El autor de estas líneas estuvo inicialmente poco de acuerdo —precisamente por una abstracta estimación de la igualdad— con una temprana manifestación de ese derecho de la desigualdad como fueron las primeras normas de discriminación positiva en favor de las mujeres, de privilegio, si se quiere, precisamente para acabar o al menos paliar la grave situación de desigualdad social en que estaban y en muchos aspectos —entre nosotros— y en muchos países están aún hoy las mujeres respecto de los hombres. La discriminación positiva ha resultado ser un instrumento útil para empezar a disminuir la desigualdad de género, para empezar a arrinconar el patriarcalismo.
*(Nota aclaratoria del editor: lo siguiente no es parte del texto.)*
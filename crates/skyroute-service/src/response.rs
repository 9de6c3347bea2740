//! Success and failure bodies shared by the API handlers.

use axum::{
    response::{IntoResponse, Response},
    Json,
};
use serde::Serialize;

use crate::problem::ProblemDetails;

/// JSON payload with a `content_type` member next to its own fields.
#[derive(Debug, Clone, Serialize)]
pub struct ServiceResponse<T> {
    #[serde(flatten)]
    pub data: T,
    pub content_type: &'static str,
}

impl<T> ServiceResponse<T> {
    /// Wrap `data` as `application/json`.
    pub fn new(data: T) -> Self {
        Self {
            data,
            content_type: "application/json",
        }
    }
}

/// Handler outcome: a 200 payload or a problem response.
#[derive(Debug)]
pub enum ApiResponse<T> {
    Success(ServiceResponse<T>),
    Problem(ProblemDetails),
}

impl<T> ApiResponse<T> {
    /// 200 with `data`.
    pub fn ok(data: T) -> Self {
        ApiResponse::Success(ServiceResponse::new(data))
    }
}

impl<T> From<ProblemDetails> for ApiResponse<T> {
    fn from(problem: ProblemDetails) -> Self {
        ApiResponse::Problem(problem)
    }
}

impl<T: Serialize> IntoResponse for ApiResponse<T> {
    fn into_response(self) -> Response {
        match self {
            ApiResponse::Success(body) => Json(body).into_response(),
            ApiResponse::Problem(problem) => problem.into_response(),
        }
    }
}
Otra discriminación positiva, otro derecho de la desigualdad, es el que afecta a las personas discapacitadas, a las que se atribuyen privilegios (por ejemplo, de prioridades en el empleo) para compensar su discapacitación física.

Si todo esto es posible en sociedades que son aún plenamente capitalistas, imagino que un derecho de la desigualdad va a ser justamente el derecho del postcapitalismo, del metacapitalismo, del verdadero socialismo, como se le quiera llamar.

Una de las mayores desigualdades de hoy, paralela a la desigualdad de género, es la que existe entre quienes no encuentran quien compre su capacidad para trabajar, entre quienes han de venderla en condiciones leoninas, etc., y los que pueden comprar esa capacidad.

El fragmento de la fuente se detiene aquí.